One particular model discussed at length at the CSHP-OB was the concept of a ‘risk/activity formula’. Working on the assumption that a high-risk, high-volume hospital will utilize more of OCP’s dedicated but limited resources, and presumably is in a hospital with a larger base budget, we would consider a cost formula structured in the general format of:

  1. Base fee (example – congruent with community pharmacy of $940)

  2. additional fees:

a. Per-activity fee – using the OCP assessment document, identifying higher risk practice areas – Radiopharmaceuticals; Aseptic Hazardous Drugs preparation; Methadone/Suboxone; high-level automation and charging a $500 “per activity” fee – full suite of this example would be an additional $2000 per year. This may also support Thiessen’s recommendation #8 to annually inspect pharmacies, focusing on risk stratification

b. Per-volume fee.

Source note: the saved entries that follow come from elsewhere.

//! Generator boundary for nmap_core
//!
//! The natural-language-to-command model is an external collaborator; its
//! only contract with this core is `CommandGenerator`. A small rule-based
//! `KeywordGenerator` ships with the crate so the pipeline can run without
//! a model backend: it maps intent keywords to option sets gated by the
//! requested complexity.

use std::fmt;
use std::str::FromStr;
use std::sync::Arc;

use regex::Regex;
use serde::{Deserialize, Serialize};

use crate::catalog::OptionCatalog;

/// Requested command complexity
#[derive(Clone, Copy, Debug, PartialEq, Eq, Serialize, Deserialize)]
#[serde(rename_all = "UPPERCASE")]
pub enum Complexity {
    Easy,
    Medium,
    Hard,
}

impl fmt::Display for Complexity {
    fn fmt(&self, f: &mut fmt::Formatter<'_>) -> fmt::Result {
        match self {
            Complexity::Easy => write!(f, "EASY"),
            Complexity::Medium => write!(f, "MEDIUM"),
            Complexity::Hard => write!(f, "HARD"),
        }
    }
}

impl FromStr for Complexity {
    type Err = String;

    fn from_str(s: &str) -> Result<Self, Self::Err> {
        match s.to_ascii_uppercase().as_str() {
            "EASY" => Ok(Complexity::Easy),
            "MEDIUM" => Ok(Complexity::Medium),
            "HARD" => Ok(Complexity::Hard),
            other => Err(format!("unknown complexity: {}", other)),
        }
    }
}

/// Failure of the external generator. Fatal for the current request.
#[derive(Debug, thiserror::Error)]
pub enum GenerationError {
    #[error("generator unavailable: {0}")]
    Unavailable(String),

    #[error("generation failed: {0}")]
    Failed(String),
}

/// The opaque external function: produce a candidate command for an intent
pub trait CommandGenerator {
    fn generate(&self, intent: &str, complexity: Complexity)
        -> Result<String, GenerationError>;
}

/// Rule-based generator mapping intent keywords to option sets. Lifts a
/// target from the intent when one is present, otherwise uses a
/// configurable default.
pub struct KeywordGenerator {
    catalog: Arc<OptionCatalog>,
    default_target: String,
    target_re: Regex,
}

impl KeywordGenerator {
    pub fn new(catalog: Arc<OptionCatalog>) -> Self {
        Self {
            catalog,
            default_target: "192.168.1.1".to_string(),
            target_re: Regex::new(r"\b(\d{1,3}\.){3}\d{1,3}(/\d{1,2})?\b").unwrap(),
        }
    }

    pub fn with_default_target(mut self, target: &str) -> Self {
        self.default_target = target.to_string();
        self
    }

    fn pick_target(&self, intent: &str) -> String {
        self.target_re
            .find(intent)
            .map(|m| m.as_str().to_string())
            .unwrap_or_else(|| self.default_target.clone())
    }

    fn push_flag(&self, parts: &mut Vec<String>, flag: &str) {
        // Only emit flags the catalog documents
        if self.catalog.is_known(flag) {
            parts.push(flag.to_string());
        }
    }
}

impl CommandGenerator for KeywordGenerator {
    fn generate(
        &self,
        intent: &str,
        complexity: Complexity,
    ) -> Result<String, GenerationError> {
        let lower = intent.to_lowercase();
        let mut parts: Vec<String> = vec!["nmap".to_string()];

        if lower.contains("web") || lower.contains("http") {
            self.push_flag(&mut parts, "-p");
            parts.push("80,443".to_string());
            if complexity != Complexity::Easy {
                self.push_flag(&mut parts, "-sV");
            }
        } else if lower.contains("ssh") {
            self.push_flag(&mut parts, "-p");
            parts.push("22".to_string());
            if complexity != Complexity::Easy {
                self.push_flag(&mut parts, "-sV");
            }
        } else if lower.contains("database") || lower.contains("db") {
            self.push_flag(&mut parts, "-p");
            parts.push("3306,5432".to_string());
            if complexity != Complexity::Easy {
                self.push_flag(&mut parts, "-sV");
            }
        } else if lower.contains("ping") || lower.contains("discover") || lower.contains("alive")
        {
            self.push_flag(&mut parts, "-sn");
        } else if lower.contains("os") || lower.contains("operating system") {
            if complexity == Complexity::Easy {
                self.push_flag(&mut parts, "-F");
            } else {
                self.push_flag(&mut parts, "-O");
                self.push_flag(&mut parts, "-sV");
            }
        } else {
            match complexity {
                Complexity::Easy => self.push_flag(&mut parts, "-F"),
                Complexity::Medium => self.push_flag(&mut parts, "-sV"),
                Complexity::Hard => {
                    self.push_flag(&mut parts, "-sS");
                    self.push_flag(&mut parts, "-sV");
                    self.push_flag(&mut parts, "-T4");
                }
            }
        }

        parts.push(self.pick_target(intent));
        Ok(parts.join(" "))
    }
}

Set a defined “Per Bed”, “Per visit” or combination fee to charge higher costs to those hospitals with a greater need to avail themselves of OCP assessment staff. This could be set to place a “usual” mid-to-large community hospital close to $1500

c. Per-site fee. Add $500 per pharmacy department in an amalgamated entity.
These numbers are for illustration purposes only, and would need to be considered by OCP. CSHP-OB recognizes the value to hospitals that OCP oversight and assessment brings, and wishes to balance that against a hospital’s ability to re-organize revenue and according to the OCP staff workload they would potentially generate.

Again, thank you for the opportunity to present these considerations. CSHP-OB executive is available for discussion of any of these points.